An HMO can refer to any building consisting of multiple independent flats where the individual households do not have to share facilities with each other, as long as there is at least one shared element, such as a toilet, in a shared area within the building.

In HMOs, each household living within the property pays the landlord a rental bill each month for their individual bedsit. The multiple occupancy aspect of an HMO is based on there being more than one household, rather than more than one person, living in the property. Since HMOs consist of separate ‘households’, you need to make sure that your insurance policy is set up accordingly.

Certain types of large HMO require an HMO licence in order to operate legally. An HMO is considered to be large if it is rented to five or more people who form more than one household, or if the property is at least three storeys high.

However, some local authorities may have more stringent rules for even smaller HMOs, so it is always worth checking whether your HMO requires a licence.

A separate HMO licence is required for each property, and landlords who fail to acquire one – or fail to renew it before it expires after five years – could receive an unlimited fine.

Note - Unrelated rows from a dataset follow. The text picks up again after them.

//! Drives a map view from the command line, talking to the real services over blocking HTTP.

use std::time::Duration;

use geo::LineString;
use log::{debug, error};
use reqwest::blocking::{Client, Response};

use transit_sketch::{
    AnalysisRequest, BaselineRequest, DrawSurface, FeatureStore, MapSurface, MapView, Phase,
    SnapRequest,
};
use transit_sketch_model::{
    health_url, parse_matching_response, AnalysisResult, BaselineAnalysis, DrawnLine,
    ServiceError, SketchConfig,
};

pub trait MapMatcher {
    /// Returns candidate geometries, best first.
    fn match_line(
        &self,
        request: &SnapRequest,
        config: &SketchConfig,
    ) -> Result<Vec<LineString>, ServiceError>;
}

pub trait AnalysisBackend {
    fn analyze(&self, request: &AnalysisRequest) -> Result<AnalysisResult, ServiceError>;
    fn baseline(&self, request: &BaselineRequest) -> Result<BaselineAnalysis, ServiceError>;
}

pub struct HttpClient {
    client: Client,
}

impl HttpClient {
    pub fn new() -> Result<HttpClient, ServiceError> {
        let client = Client::builder()
            .timeout(Duration::from_secs(60))
            .build()
            .map_err(transport)?;
        Ok(HttpClient { client })
    }

    pub fn healthy(&self, config: &SketchConfig) -> Result<bool, ServiceError> {
        let url = health_url(config);
        let response = self.client.get(&url).send().map_err(transport)?;
        if !response.status().is_success() {
            return Ok(false);
        }
        Ok(response.text().map_err(transport)?.trim() == "healthy")
    }
}

impl MapMatcher for HttpClient {
    fn match_line(
        &self,
        request: &SnapRequest,
        config: &SketchConfig,
    ) -> Result<Vec<LineString>, ServiceError> {
        let url = request.url(config)?;
        debug!(
            "Matching {} points of {} ({:?})",
            request.points.len(),
            request.id,
            request.ticket
        );
        let response = self.client.get(&url).send().map_err(transport)?;
        parse_matching_response(&read_body(response)?)
    }
}

impl AnalysisBackend for HttpClient {
    fn analyze(&self, request: &AnalysisRequest) -> Result<AnalysisResult, ServiceError> {
        let response = self
            .client
            .post(&request.url)
            .json(&request.routes)
            .send()
            .map_err(transport)?;
        AnalysisResult::from_geojson(&read_body(response)?)
    }

    fn baseline(&self, request: &BaselineRequest) -> Result<BaselineAnalysis, ServiceError> {
        let response = self.client.get(&request.url).send().map_err(transport)?;
        BaselineAnalysis::from_geojson(&read_body(response)?)
    }
}

fn read_body(response: Response) -> Result<String, ServiceError> {
    let status = response.status();
    let url = response.url().to_string();
    let text = response.text().map_err(transport)?;
    if status.is_success() {
        return Ok(text);
    }

    // Prefer the structured message both services put in error bodies
    let message = serde_json::from_str::<serde_json::Value>(&text)
        .ok()
        .and_then(|body| body.get("message")?.as_str().map(|x| x.to_string()))
        .unwrap_or(text);
    error!("{} returned {}: {}", redact(&url), status, message);
    Err(ServiceError::Status {
        code: status.as_u16(),
        message,
    })
}

fn transport(err: reqwest::Error) -> ServiceError {
    ServiceError::Transport(err.without_url().to_string())
}

// Don't leak the access token into logs
fn redact(url: &str) -> &str {
    url.split('?').next().unwrap_or(url)
}

/// Records the drawn lines and snaps each one in turn.
pub fn replay_drawing<M: MapSurface>(
    view: &mut MapView<FeatureStore, M>,
    lines: Vec<DrawnLine>,
    matcher: &impl MapMatcher,
) {
    for line in &lines {
        view.draw_mut().record(line.clone());
    }
    for request in view.on_draw_change(lines) {
        let result = matcher.match_line(&request, view.config());
        view.on_snap_response(request.ticket, result);
    }
}

/// Returns true if fresh results are now on the map.
pub fn run_analysis<D: DrawSurface, M: MapSurface>(
    view: &mut MapView<D, M>,
    backend: &impl AnalysisBackend,
) -> bool {
    let Some(request) = view.run_analysis() else {
        return false;
    };
    let result = backend.analyze(&request);
    view.on_analysis_response(request.ticket, result);
    view.phase() == Phase::Fresh
}

/// Returns true if the baseline is now held, fetching it if needed.
pub fn fetch_baseline<D: DrawSurface, M: MapSurface>(
    view: &mut MapView<D, M>,
    backend: &impl AnalysisBackend,
) -> bool {
    if view.baseline().is_some() {
        return true;
    }
    let Some(request) = view.toggle_baseline() else {
        return false;
    };
    let result = backend.baseline(&request);
    view.on_baseline_response(request.ticket, result);
    view.baseline().is_some()
}

#[cfg(test)]
mod tests {
    use super::*;
    use serde_json::json;
    use transit_sketch::SourceCache;
    use transit_sketch_model::{FeatureId, SourceId};

    // Snaps by nudging every point, or refuses lines that start at the origin
    struct FakeMatcher;

    impl MapMatcher for FakeMatcher {
        fn match_line(
            &self,
            request: &SnapRequest,
            config: &SketchConfig,
        ) -> Result<Vec<LineString>, ServiceError> {
            request.url(config)?;
            if request.points[0].x == 0.0 {
                return Err(ServiceError::NoMatch("NoMatch: off the map".to_string()));
            }
            Ok(vec![request
                .points
                .iter()
                .map(|pt| (pt.x + 0.0001, pt.y))
                .collect()])
        }
    }

    struct FakeBackend {
        fail: bool,
    }

    impl AnalysisBackend for FakeBackend {
        fn analyze(&self, request: &AnalysisRequest) -> Result<AnalysisResult, ServiceError> {
            if self.fail {
                return Err(ServiceError::Status {
                    code: 500,
                    message: "boom".to_string(),
                });
            }
            // One changed node per route
            let features: Vec<serde_json::Value> = request
                .routes
                .features
                .iter()
                .map(|_| {
                    json!({
                        "type": "Feature",
                        "geometry": {"type": "Point", "coordinates": [-122.27, 37.8]},
                        "properties": {"percent_change": 0.3}
                    })
                })
                .collect();
            AnalysisResult::from_geojson(
                &json!({"type": "FeatureCollection", "features": features}).to_string(),
            )
        }

        fn baseline(&self, _: &BaselineRequest) -> Result<BaselineAnalysis, ServiceError> {
            let body = json!({
                "centrality": {
                    "type": "FeatureCollection",
                    "features": [
                        {
                            "type": "Feature",
                            "geometry": {"type": "Point", "coordinates": [-122.27, 37.8]},
                            "properties": {"centrality": 0.1, "type": "strong"}
                        }
                    ]
                }
            });
            BaselineAnalysis::from_geojson(&body.to_string())
        }
    }

    fn new_view() -> MapView<FeatureStore, SourceCache> {
        let config = SketchConfig {
            service_credential: "pk.test".to_string(),
            ..Default::default()
        };
        MapView::new(config, FeatureStore::default(), SourceCache::default())
    }

    fn drawn(id: &str, pts: Vec<(f64, f64)>) -> DrawnLine {
        DrawnLine {
            id: FeatureId(id.to_string()),
            geometry: LineString::from(pts),
        }
    }

    #[test]
    fn test_replay_and_analyze() {
        let mut view = new_view();
        replay_drawing(
            &mut view,
            vec![
                drawn("a", vec![(-122.27, 37.8), (-122.26, 37.81)]),
                drawn("b", vec![(-122.25, 37.8), (-122.24, 37.79)]),
            ],
            &FakeMatcher,
        );
        assert_eq!(view.routes().len(), 2);
        assert_eq!(view.phase(), Phase::Stale);

        assert!(run_analysis(&mut view, &FakeBackend { fail: false }));
        assert_eq!(
            view.map()
                .get(SourceId::AnalysisResults)
                .unwrap()
                .features
                .len(),
            2
        );
        // Nothing to do until the routes change
        assert!(!run_analysis(&mut view, &FakeBackend { fail: false }));
    }

    #[test]
    fn test_replay_keeps_unmatched_drawings() {
        let mut view = new_view();
        replay_drawing(
            &mut view,
            vec![
                drawn("off", vec![(0.0, 0.0), (0.1, 0.1)]),
                drawn("on", vec![(-122.27, 37.8), (-122.26, 37.81)]),
            ],
            &FakeMatcher,
        );
        // The unmatched raw drawing is still on the surface, and counts once routes refresh
        assert!(view.routes().contains(&FeatureId("off".to_string())));
        assert!(view.routes().contains(&FeatureId("snapped-0".to_string())));
        assert!(!view.routes().contains(&FeatureId("on".to_string())));
    }

    #[test]
    fn test_replay_without_credential() {
        let mut view = MapView::new(
            SketchConfig::default(),
            FeatureStore::default(),
            SourceCache::default(),
        );
        replay_drawing(
            &mut view,
            vec![drawn("a", vec![(-122.27, 37.8), (-122.26, 37.81)])],
            &FakeMatcher,
        );
        assert!(view.routes().is_empty());
        assert_eq!(view.phase(), Phase::Empty);
        assert!(view.notice().is_some());
    }

    #[test]
    fn test_failed_analysis() {
        let mut view = new_view();
        replay_drawing(
            &mut view,
            vec![drawn("a", vec![(-122.27, 37.8), (-122.26, 37.81)])],
            &FakeMatcher,
        );
        assert!(!run_analysis(&mut view, &FakeBackend { fail: true }));
        assert_eq!(view.phase(), Phase::Stale);
        assert!(view.notice().unwrap().to_string().contains("boom"));
    }

    #[test]
    fn test_fetch_baseline() {
        let mut view = new_view();
        let backend = FakeBackend { fail: false };
        assert!(fetch_baseline(&mut view, &backend));
        // Already held, so this doesn't toggle it off
        assert!(fetch_baseline(&mut view, &backend));
        assert_eq!(view.baseline().unwrap().len(), 1);
    }

    #[test]
    fn test_redact() {
        assert_eq!(
            redact("https://api.mapbox.com/matching/v5/mapbox/driving/1,2;3,4?access_token=pk.secret"),
            "https://api.mapbox.com/matching/v5/mapbox/driving/1,2;3,4"
        );
        assert_eq!(redact("http://127.0.0.1:5000/analyze"), "http://127.0.0.1:5000/analyze");
    }
}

The rules surrounding HMOs apply only to properties which meet the classification, and not necessarily to all properties which contain bedsits. For example, you can rent out two bedsits to two separate rent-paying lodgers before it is considered an HMO. However, once you rent out bedsits to three or more separate paying lodgers, the property becomes an HMO, and all the associated rules and regulations will be applicable to your property.

Learn more about what our buy to let and HMO insurance policies cover.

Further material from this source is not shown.